▶ TASK STATEMENT: Read the entries below and pull out each line with the string "positioned".

(Records from a dataset)
[Start of Attachment]

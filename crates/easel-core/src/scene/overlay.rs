//! Overlay objects drawn above the image.

use serde::{Deserialize, Serialize};

use crate::transform::CropBox;

/// Stable handle to an overlay slot in the scene arena.
#[derive(Debug, Clone, Copy, PartialEq, Eq, Hash, PartialOrd, Ord, Serialize, Deserialize)]
pub struct OverlayId(pub(crate) usize);

impl OverlayId {
    pub fn index(self) -> usize {
        self.0
    }

    /// Rebuild an id from its index, for hosts that hold ids as numbers.
    /// An index that was never handed out simply matches no overlay.
    pub fn from_index(index: usize) -> Self {
        Self(index)
    }
}

impl std::fmt::Display for OverlayId {
    fn fmt(&self, f: &mut std::fmt::Formatter<'_>) -> std::fmt::Result {
        write!(f, "#{}", self.0)
    }
}

/// A text label, positioned by its center.
#[derive(Debug, Clone, PartialEq, Serialize, Deserialize)]
pub struct TextBox {
    pub text: String,
    pub left: f64,
    pub top: f64,
    /// Font size in canvas pixels
    pub font_size: f32,
    /// RGBA fill colour
    pub fill: [u8; 4],
}

/// The transient crop selection rectangle, positioned by its top-left corner.
///
/// `width`/`height` are the unscaled size; resize handles change the scale.
#[derive(Debug, Clone, Copy, PartialEq, Serialize, Deserialize)]
pub struct CropSelection {
    pub left: f64,
    pub top: f64,
    pub width: f64,
    pub height: f64,
    pub scale_x: f64,
    pub scale_y: f64,
}

impl CropSelection {
    pub fn new(left: f64, top: f64, width: f64, height: f64) -> Self {
        Self {
            left,
            top,
            width,
            height,
            scale_x: 1.0,
            scale_y: 1.0,
        }
    }

    /// Bounding box in canvas pixels, with the handle scale applied.
    pub fn bounding_box(&self) -> CropBox {
        CropBox::new(
            self.left,
            self.top,
            self.width * self.scale_x.abs(),
            self.height * self.scale_y.abs(),
        )
    }
}

/// Anything drawn on top of the image.
#[derive(Debug, Clone, PartialEq, Serialize, Deserialize)]
#[serde(tag = "kind", rename_all = "snake_case")]
pub enum Overlay {
    Text(TextBox),
    CropSelection(CropSelection),
}

impl Overlay {
    pub fn as_text(&self) -> Option<&TextBox> {
        match self {
            Overlay::Text(text) => Some(text),
            Overlay::CropSelection(_) => None,
        }
    }

    /// Move the overlay's anchor point.
    pub fn move_to(&mut self, left: f64, top: f64) {
        match self {
            Overlay::Text(text) => {
                text.left = left;
                text.top = top;
            }
            Overlay::CropSelection(sel) => {
                sel.left = left;
                sel.top = top;
            }
        }
    }
}
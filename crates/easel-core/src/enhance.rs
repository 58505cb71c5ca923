//! Client side of the remote enhancement endpoint.
//!
//! The endpoint takes the composited image as a data URI plus an optional
//! prompt and answers with a new data URI. The enhancement itself runs
//! elsewhere; this module only speaks the wire format.
//!
//! ```text
//! POST <url>  {"image": "data:image/png;base64,...", "prompt": "..."}
//! 2xx         {"image": "data:image/png;base64,..."}
//! 501         plain text: endpoint not configured
//! other       plain text error message
//! ```

use serde::{Deserialize, Serialize};
use thiserror::Error;

/// HTTP status the endpoint uses when no enhancement backend is configured.
pub const STATUS_NOT_CONFIGURED: u16 = 501;

/// Errors from an enhancement request.
#[derive(Debug, Error)]
pub enum EnhanceError {
    #[error("Enhancement is not configured: {0}")]
    NotConfigured(String),

    #[error("Enhancement service error ({status}): {message}")]
    Service { status: u16, message: String },

    #[cfg(feature = "http")]
    #[error("HTTP request failed: {0}")]
    Http(#[from] reqwest::Error),

    #[error("Invalid response body: {0}")]
    Json(#[from] serde_json::Error),

    #[error("Invalid response: {0}")]
    InvalidResponse(String),
}

/// Request body.
#[derive(Debug, Clone, PartialEq, Eq, Serialize, Deserialize)]
pub struct EnhanceRequest {
    /// The composited image as a data URI.
    pub image: String,
    #[serde(default, skip_serializing_if = "Option::is_none")]
    pub prompt: Option<String>,
}

/// Success body.
#[derive(Debug, Clone, PartialEq, Eq, Serialize, Deserialize)]
pub struct EnhanceResponse {
    /// The enhanced image as a data URI.
    pub image: String,
}

/// Something that can enhance an image.
#[allow(async_fn_in_trait)]
pub trait Enhancer {
    /// Returns the enhanced image as a data URI.
    async fn enhance(&self, request: &EnhanceRequest) -> Result<String, EnhanceError>;
}

/// Turn a raw status and body into the enhanced image data URI.
pub fn classify_response(status: u16, body: &str) -> Result<String, EnhanceError> {
    if status == STATUS_NOT_CONFIGURED {
        return Err(EnhanceError::NotConfigured(body.trim().to_string()));
    }
    if !(200..300).contains(&status) {
        return Err(EnhanceError::Service {
            status,
            message: body.trim().to_string(),
        });
    }

    let response: EnhanceResponse = serde_json::from_str(body)?;
    if !response.image.starts_with("data:") {
        return Err(EnhanceError::InvalidResponse(
            "image field is not a data URI".to_string(),
        ));
    }
    Ok(response.image)
}

#[cfg(feature = "http")]
pub use http::HttpEnhancer;

#[cfg(feature = "http")]
mod http {
    use super::{classify_response, EnhanceError, EnhanceRequest, Enhancer};

    /// [`Enhancer`] that POSTs JSON to an HTTP endpoint.
    #[derive(Debug, Clone)]
    pub struct HttpEnhancer {
        http: reqwest::Client,
        url: String,
    }

    impl HttpEnhancer {
        pub fn new(url: impl Into<String>) -> Self {
            Self::with_client(reqwest::Client::new(), url)
        }

        pub fn with_client(http: reqwest::Client, url: impl Into<String>) -> Self {
            Self {
                http,
                url: url.into(),
            }
        }

        /// Join a server base URL and the configured endpoint path.
        pub fn from_base(base: &str, path: &str) -> Self {
            let url = format!(
                "{}/{}",
                base.trim_end_matches('/'),
                path.trim_start_matches('/')
            );
            Self::new(url)
        }

        pub fn url(&self) -> &str {
            &self.url
        }
    }

    impl Enhancer for HttpEnhancer {
        async fn enhance(&self, request: &EnhanceRequest) -> Result<String, EnhanceError> {
            let resp = self.http.post(&self.url).json(request).send().await?;

            let status = resp.status();
            let body = resp.text().await?;
            tracing::debug!(url = %self.url, status = status.as_u16(), "Enhancement response");

            classify_response(status.as_u16(), &body)
        }
    }

}
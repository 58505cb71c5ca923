//! WASM-compatible wrapper types for rasters and exports.
//!
//! This module provides JavaScript-friendly types that wrap the core Easel types,
//! handling the conversion between Rust and JavaScript data representations.

use easel_core::image::RgbaImage;
use easel_core::ExportArtifact;
use wasm_bindgen::prelude::*;

/// An RGBA raster wrapper for JavaScript.
///
/// Pixels are row-major RGBA, 4 bytes per pixel, which is the layout of
/// `ImageData.data` on a 2D canvas.
///
/// # Memory Management
///
/// The pixel data is stored in WASM memory. When you call `pixels()`, a copy is made
/// to JavaScript memory as a `Uint8Array`.
#[wasm_bindgen]
pub struct JsRaster {
    width: u32,
    height: u32,
    pixels: Vec<u8>,
}

#[wasm_bindgen]
impl JsRaster {
    /// Create a raster from dimensions and RGBA pixel data.
    #[wasm_bindgen(constructor)]
    pub fn new(width: u32, height: u32, pixels: Vec<u8>) -> JsRaster {
        JsRaster {
            width,
            height,
            pixels,
        }
    }

    #[wasm_bindgen(getter)]
    pub fn width(&self) -> u32 {
        self.width
    }

    #[wasm_bindgen(getter)]
    pub fn height(&self) -> u32 {
        self.height
    }

    /// Number of bytes in the pixel buffer (width * height * 4)
    #[wasm_bindgen(getter)]
    pub fn byte_length(&self) -> usize {
        self.pixels.len()
    }

    /// Returns RGBA pixel data as Uint8Array (a copy).
    pub fn pixels(&self) -> Vec<u8> {
        self.pixels.clone()
    }
}

impl JsRaster {
    pub(crate) fn from_image(image: RgbaImage) -> Self {
        Self {
            width: image.width(),
            height: image.height(),
            pixels: image.into_raw(),
        }
    }

    /// Build a core raster, checking the buffer length.
    pub(crate) fn into_image(self) -> Result<RgbaImage, JsValue> {
        raster_from_parts(self.width, self.height, self.pixels)
    }
}

/// Build an `RgbaImage` from JS-supplied parts.
pub(crate) fn raster_from_parts(
    width: u32,
    height: u32,
    pixels: Vec<u8>,
) -> Result<RgbaImage, JsValue> {
    let expected = width as usize * height as usize * 4;
    if pixels.len() != expected {
        return Err(JsValue::from_str(&format!(
            "Pixel buffer has {} bytes, expected {} for {}x{} RGBA",
            pixels.len(),
            expected,
            width,
            height
        )));
    }
    RgbaImage::from_raw(width, height, pixels)
        .ok_or_else(|| JsValue::from_str("Invalid raster dimensions"))
}

/// An encoded export for JavaScript, ready to wrap in a `Blob`.
#[wasm_bindgen]
pub struct JsExport {
    file_name: String,
    mime: String,
    bytes: Vec<u8>,
}

#[wasm_bindgen]
impl JsExport {
    /// Suggested download name, `edited.<ext>`
    #[wasm_bindgen(getter)]
    pub fn file_name(&self) -> String {
        self.file_name.clone()
    }

    #[wasm_bindgen(getter)]
    pub fn mime(&self) -> String {
        self.mime.clone()
    }

    /// Encoded bytes as Uint8Array (a copy).
    pub fn bytes(&self) -> Vec<u8> {
        self.bytes.clone()
    }
}

impl From<ExportArtifact> for JsExport {
    fn from(artifact: ExportArtifact) -> Self {
        Self {
            file_name: artifact.file_name,
            mime: artifact.mime.to_string(),
            bytes: artifact.bytes,
        }
    }
}


/// Error paths build a `JsValue`, which needs a wasm32 target.
#[cfg(all(test, target_arch = "wasm32"))]
mod wasm_tests {
    use super::*;
    use wasm_bindgen_test::*;

    wasm_bindgen_test_configure!(run_in_browser);

    #[wasm_bindgen_test]
    fn test_wrong_buffer_length_rejected() {
        assert!(raster_from_parts(2, 2, vec![0u8; 15]).is_err());
    }
}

[End of Attachment]

▶ RESPONSE:
/// A text label, positioned by its center.
/// The transient crop selection rectangle, positioned by its top-left corner.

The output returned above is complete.